La pólvora

Es la primera sustancia explosiva conocida. Utilizada principalmente como propulsor de proyectiles en las armas de fuego, también tiene fines acústicos o lúdicos, como en el caso de los juegos pirotécnicos o fuegos artificiales.

Su descubrimiento se ubica en China, datándolo sin precisión en el s. IX de nuestra era, donde lo utilizaban para sus fuegos artificiales, ya que no concibieron las armas de fuego a la manera occidental. 
Este explosivo fue introducido en el viejo continente por griegos y árabes a través de Oriente Próximo, alrededor del año 1.200.

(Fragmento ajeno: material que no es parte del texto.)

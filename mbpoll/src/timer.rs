//! Cancellable delayed tasks.

use std::time::Duration;
use tokio::task::JoinHandle;
use tokio::time::{Instant, MissedTickBehavior};

/// A delayed or periodic callback running on the tokio runtime.
///
/// Dropping the task cancels it. The callback returns `false` to stop a
/// periodic task, e.g. when its receiver is gone.
#[derive(Debug)]
pub struct ScheduledTask {
    id: u64,
    handle: JoinHandle<()>,
}

impl ScheduledTask {
    /// Run `fire` once after `delay`.
    pub fn once<F>(id: u64, delay: Duration, fire: F) -> Self
    where
        F: FnOnce() -> bool + Send + 'static,
    {
        let handle = tokio::spawn(async move {
            tokio::time::sleep(delay).await;
            fire();
        });
        Self { id, handle }
    }

    /// Run `fire` every `period`, first after one full period.
    ///
    /// # Panics
    ///
    /// Panics inside the spawned task if `period` is zero; callers check.
    pub fn repeating<F>(id: u64, period: Duration, mut fire: F) -> Self
    where
        F: FnMut() -> bool + Send + 'static,
    {
        let handle = tokio::spawn(async move {
            let mut ticker = tokio::time::interval_at(Instant::now() + period, period);
            ticker.set_missed_tick_behavior(MissedTickBehavior::Delay);
            loop {
                ticker.tick().await;
                if !fire() {
                    break;
                }
            }
        });
        Self { id, handle }
    }

    pub fn id(&self) -> u64 {
        self.id
    }

    pub fn is_finished(&self) -> bool {
        self.handle.is_finished()
    }

    pub fn cancel(self) {
        self.handle.abort();
    }
}

impl Drop for ScheduledTask {
    fn drop(&mut self) {
        self.handle.abort();
    }
}
impl ModbusTransport {
    pub fn new() -> Self {
        Self {
            context: Arc::new(Mutex::new(None)),
            open: Arc::new(AtomicBool::new(false)),
            device_id: AtomicU8::new(DEFAULT_DEVICE_ID),
            timeout_ms: AtomicU64::new(DEFAULT_TIMEOUT_MS),
        }
    }

    async fn resolve(host: &str, port: u16) -> Result<SocketAddr, TransportError> {
        tokio::net::lookup_host((host, port))
            .await
            .map_err(|e| TransportError::Connection(format!("Invalid address: {}", e)))?
            .next()
            .ok_or_else(|| TransportError::Connection(format!("No address for {}", host)))
    }

    async fn open_tcp(&self, host: &str, options: &ConnectOptions) -> Result<Context, TransportError> {
        let addr = Self::resolve(host, options.port).await?;
        let slave = Slave(self.device_id());

        tokio::time::timeout(self.timeout(), tcp::connect_slave(addr, slave))
            .await
            .map_err(|_| TransportError::Connection("Connection timeout".to_string()))?
            .map_err(|e| TransportError::Connection(e.to_string()))
    }

    async fn open_rtu_over_tcp(
        &self,
        host: &str,
        options: &ConnectOptions,
    ) -> Result<Context, TransportError> {
        let addr = Self::resolve(host, options.port).await?;

        let stream = tokio::time::timeout(self.timeout(), TcpStream::connect(addr))
            .await
            .map_err(|_| TransportError::Connection("Connection timeout".to_string()))?
            .map_err(|e| TransportError::Connection(e.to_string()))?;

        Ok(rtu::attach_slave(stream, Slave(self.device_id())))
    }

    fn open_serial(&self, port: &str, options: &ConnectOptions) -> Result<Context, TransportError> {
        let parity = match options.parity.to_lowercase().as_str() {
            "even" => tokio_serial::Parity::Even,
            "odd" => tokio_serial::Parity::Odd,
            _ => tokio_serial::Parity::None,
        };

        let stop_bits = match options.stop_bits {
            2 => tokio_serial::StopBits::Two,
            _ => tokio_serial::StopBits::One,
        };

        let data_bits = match options.data_bits {
            5 => tokio_serial::DataBits::Five,
            6 => tokio_serial::DataBits::Six,
            7 => tokio_serial::DataBits::Seven,
            _ => tokio_serial::DataBits::Eight,
        };

        let builder = tokio_serial::new(port, options.baud_rate)
            .parity(parity)
            .stop_bits(stop_bits)
            .data_bits(data_bits);

        let serial = tokio_serial::SerialStream::open(&builder)
            .map_err(|e| TransportError::Connection(format!("Serial open failed: {}", e)))?;

        Ok(rtu::attach_slave(serial, Slave(self.device_id())))
    }
}
//! Poll items and Modbus function codes.

use serde::{Deserialize, Deserializer, Serialize};
use std::fmt;
use std::str::FromStr;

use crate::error::{PollError, Result};

/// Modbus function codes understood by the engine.
#[derive(Debug, Clone, Copy, PartialEq, Eq, Hash, Serialize, Deserialize)]
#[serde(into = "String", try_from = "String")]
pub enum FunctionCode {
    /// FC1
    ReadCoils,
    /// FC2
    ReadDiscreteInputs,
    /// FC3
    ReadHoldingRegisters,
    /// FC4
    ReadInputRegisters,
    /// FC5
    WriteSingleCoil,
    /// FC6
    WriteSingleRegister,
    /// FC15
    WriteMultipleCoils,
    /// FC16
    WriteMultipleRegisters,
    /// FC43 (MEI 0x0E)
    ReadDeviceIdentification,
}

impl FunctionCode {
    /// Every supported function code, in ascending numeric order.
    pub const ALL: [FunctionCode; 9] = [
        FunctionCode::ReadCoils,
        FunctionCode::ReadDiscreteInputs,
        FunctionCode::ReadHoldingRegisters,
        FunctionCode::ReadInputRegisters,
        FunctionCode::WriteSingleCoil,
        FunctionCode::WriteSingleRegister,
        FunctionCode::WriteMultipleCoils,
        FunctionCode::WriteMultipleRegisters,
        FunctionCode::ReadDeviceIdentification,
    ];

    /// Numeric function code on the wire.
    pub fn code(self) -> u8 {
        match self {
            FunctionCode::ReadCoils => 1,
            FunctionCode::ReadDiscreteInputs => 2,
            FunctionCode::ReadHoldingRegisters => 3,
            FunctionCode::ReadInputRegisters => 4,
            FunctionCode::WriteSingleCoil => 5,
            FunctionCode::WriteSingleRegister => 6,
            FunctionCode::WriteMultipleCoils => 15,
            FunctionCode::WriteMultipleRegisters => 16,
            FunctionCode::ReadDeviceIdentification => 43,
        }
    }

    /// Look up a function code by number.
    pub fn from_code(code: u8) -> Option<Self> {
        Self::ALL.into_iter().find(|fc| fc.code() == code)
    }

    /// Parse `"FC3"`, `"fc3"` or `"3"`.
    pub fn parse(raw: &str) -> Result<Self> {
        let trimmed = raw.trim();
        let digits = match trimmed.get(..2) {
            Some(prefix) if prefix.eq_ignore_ascii_case("fc") => &trimmed[2..],
            _ => trimmed,
        };

        digits
            .parse::<u8>()
            .ok()
            .and_then(Self::from_code)
            .ok_or_else(|| PollError::config(format!("Unknown FC {}", trimmed.to_uppercase())))
    }

    /// One of the four register/bit read codes (FC1-FC4).
    pub fn is_read(self) -> bool {
        matches!(self.code(), 1..=4)
    }

    /// One of the two single-value write codes (FC5, FC6).
    pub fn is_write(self) -> bool {
        matches!(self.code(), 5 | 6)
    }
}

impl fmt::Display for FunctionCode {
    fn fmt(&self, f: &mut fmt::Formatter<'_>) -> fmt::Result {
        write!(f, "FC{}", self.code())
    }
}

impl FromStr for FunctionCode {
    type Err = PollError;

    fn from_str(s: &str) -> Result<Self> {
        Self::parse(s)
    }
}

impl From<FunctionCode> for String {
    fn from(fc: FunctionCode) -> Self {
        fc.to_string()
    }
}

impl TryFrom<String> for FunctionCode {
    type Error = PollError;

    fn try_from(value: String) -> Result<Self> {
        Self::parse(&value)
    }
}

/// Quantity or payload carried by a request.
///
/// Reads use a single quantity. Multi-write codes take a list; coil
/// writes treat any non-zero entry as `true`.
#[derive(Debug, Clone, PartialEq, Eq, Serialize, Deserialize)]
#[serde(untagged)]
pub enum PollValue {
    Single(u16),
    Many(Vec<u16>),
}

impl PollValue {
    /// View the value as a slice of words.
    pub fn as_slice(&self) -> &[u16] {
        match self {
            PollValue::Single(value) => std::slice::from_ref(value),
            PollValue::Many(values) => values,
        }
    }

    /// First word, if any.
    pub fn first(&self) -> Option<u16> {
        self.as_slice().first().copied()
    }
}

impl From<u16> for PollValue {
    fn from(value: u16) -> Self {
        PollValue::Single(value)
    }
}

impl From<bool> for PollValue {
    fn from(value: bool) -> Self {
        PollValue::Single(u16::from(value))
    }
}

impl From<Vec<u16>> for PollValue {
    fn from(values: Vec<u16>) -> Self {
        PollValue::Many(values)
    }
}

/// One request within a polling pass.
///
/// `fc` stays as written until the request is issued; validation happens
/// in the read/write wrappers so that a bad code surfaces as a failed
/// request rather than a failed install.
#[derive(Debug, Clone, PartialEq, Eq, Serialize, Deserialize)]
pub struct PollItem {
    /// Device (unit) id; the transport default is used when absent.
    #[serde(default, skip_serializing_if = "Option::is_none")]
    pub id: Option<u8>,

    /// Function code, e.g. `"FC3"` or `3`.
    #[serde(
        default,
        deserialize_with = "deserialize_fc",
        skip_serializing_if = "Option::is_none"
    )]
    pub fc: Option<String>,

    /// Starting address (0-based).
    pub address: u16,

    /// Number of coils/registers to read.
    #[serde(default, skip_serializing_if = "Option::is_none")]
    pub length: Option<u16>,

    /// Value to write, or the read quantity once normalized.
    #[serde(default, skip_serializing_if = "Option::is_none")]
    pub value: Option<PollValue>,
}

impl PollItem {
    /// A read of `length` units starting at `address`.
    pub fn read(fc: impl Into<String>, address: u16, length: u16) -> Self {
        Self {
            id: None,
            fc: Some(fc.into()),
            address,
            length: Some(length),
            value: None,
        }
    }

    /// A write of `value` at `address`.
    pub fn write(fc: impl Into<String>, address: u16, value: impl Into<PollValue>) -> Self {
        Self {
            id: None,
            fc: Some(fc.into()),
            address,
            length: None,
            value: Some(value.into()),
        }
    }

    /// Target a specific device id.
    pub fn with_id(mut self, id: u8) -> Self {
        self.id = Some(id);
        self
    }

    /// Resolve the function code.
    pub fn function_code(&self) -> Result<FunctionCode> {
        match &self.fc {
            Some(fc) => FunctionCode::parse(fc),
            None => Err(PollError::config("Function code is not defined")),
        }
    }
}

fn deserialize_fc<'de, D>(deserializer: D) -> std::result::Result<Option<String>, D::Error>
where
    D: Deserializer<'de>,
{
    #[derive(Deserialize)]
    #[serde(untagged)]
    enum Raw {
        Text(String),
        Number(u64),
    }

    Ok(match Option::<Raw>::deserialize(deserializer)? {
        Some(Raw::Text(text)) => Some(text),
        Some(Raw::Number(code)) => Some(format!("FC{}", code)),
        None => None,
    })
}
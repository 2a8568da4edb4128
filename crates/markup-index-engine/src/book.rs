use std::collections::BTreeMap;

use markup_index_config::IndexConfig;
use relative_path::{RelativePath, RelativePathBuf};
use serde::Serialize;

use crate::index::ChapterIndex;

/// Book-wide settings shared by every chapter.
#[derive(Debug, Clone, Default)]
pub struct Book {
    config: IndexConfig,
}

impl Book {
    pub fn new(config: IndexConfig) -> Self {
        Self { config }
    }

    pub fn config(&self) -> &IndexConfig {
        &self.config
    }
}

/// One document unit of a [`Book`].
#[derive(Debug, Clone)]
pub struct Chapter<'b> {
    path: RelativePathBuf,
    number: Option<usize>,
    book: &'b Book,
}

impl<'b> Chapter<'b> {
    pub fn new(book: &'b Book, path: impl Into<RelativePathBuf>, number: Option<usize>) -> Self {
        Self {
            path: path.into(),
            number,
            book,
        }
    }

    pub fn path(&self) -> &RelativePath {
        &self.path
    }

    /// Chapter number; `None` for unnumbered parts such as a preface.
    pub fn number(&self) -> Option<usize> {
        self.number
    }

    pub fn book(&self) -> &'b Book {
        self.book
    }
}

/// Finished chapter indices keyed by chapter path.
#[derive(Debug, Default, Serialize)]
pub struct BookIndex {
    chapters: BTreeMap<RelativePathBuf, ChapterIndex>,
}

impl BookIndex {
    pub fn new() -> Self {
        Self::default()
    }

    /// Stores `index` under its chapter path, returning any index it replaces.
    /// Detached indices (no chapter) are not kept.
    pub fn insert(&mut self, index: ChapterIndex) -> Option<ChapterIndex> {
        let path = index.chapter.clone()?;
        self.chapters.insert(path, index)
    }

    pub fn get(&self, chapter: &RelativePath) -> Option<&ChapterIndex> {
        self.chapters.get(chapter)
    }

    pub fn len(&self) -> usize {
        self.chapters.len()
    }

    pub fn is_empty(&self) -> bool {
        self.chapters.is_empty()
    }

    pub fn iter(&self) -> impl Iterator<Item = (&RelativePath, &ChapterIndex)> {
        self.chapters.iter().map(|(path, index)| (path.as_relative_path(), index))
    }
}

impl FromIterator<ChapterIndex> for BookIndex {
    fn from_iter<I: IntoIterator<Item = ChapterIndex>>(iter: I) -> Self {
        let mut book_index = BookIndex::new();
        for index in iter {
            book_index.insert(index);
        }
        book_index
    }
}
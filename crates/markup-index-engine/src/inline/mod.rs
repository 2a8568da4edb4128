//! # Inline Directive Arguments
//!
//! Escape-aware parsing of comma-separated inline directive arguments.
//!
//! ## Modules
//!
//! - **`kinds`**: `ArgSyntax`, the separator and escape delimiters
//! - **`cursor`**: `Cursor` for byte-by-byte scanning
//! - **`args`**: `split_raw`, `unescape` and `tokenize`
//! - **`directives`**: per-directive post-processing (`ruby`, `kw`, `href`)
//!   and the `InlineDirective` name table
//!
//! ## Escaping
//!
//! `\,` is a literal comma. The scanner tracks a single bit (whether the
//! backslash run behind the cursor has odd length) instead of relying on a
//! regex dialect. `kw` is the exception: it splits on the first comma with
//! no escape handling.

pub mod args;
pub mod cursor;
pub mod directives;
pub mod kinds;

pub use args::{split_raw, tokenize, unescape};
pub use directives::{InlineDirective, inline_href, inline_kw, inline_ruby};
use std::fmt;

/// Source position the compiler is currently at, shown as `file:line`.
#[derive(Debug, Clone, PartialEq, Eq)]
pub struct Location {
    pub file: String,
    pub line: usize,
}

impl Location {
    pub fn new(file: impl Into<String>, line: usize) -> Self {
        Self {
            file: file.into(),
            line,
        }
    }
}

impl fmt::Display for Location {
    fn fmt(&self, f: &mut fmt::Formatter<'_>) -> fmt::Result {
        write!(f, "{}:{}", self.file, self.line)
    }
}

A pesar de no conocerse la fecha exacta de su descubrimiento, ya en Europa, su fórmula aparece recogida en textos del monje inglés Roger Bacon, en el s. XII. 
En el s. XIV el monje alemán Berthold Schwarz pudo haber sido el primero en usarla en un proyectil. Y el primer intento conocido de su uso para minar los muros de fortificaciones data del año 1403, en la ciudad italiana de Pisa. 
Esta pólvora “inicial” fue desplazada por la pólvora nitrocelulósica, o sin humo, en la última década del siglo XIX, gracias al nulo residuo que dejaban en el ánima de los cañones, lo que supuso una gran ventaja, ya que se podían disparar cientos de disparos sin tener que limpiar el cañón.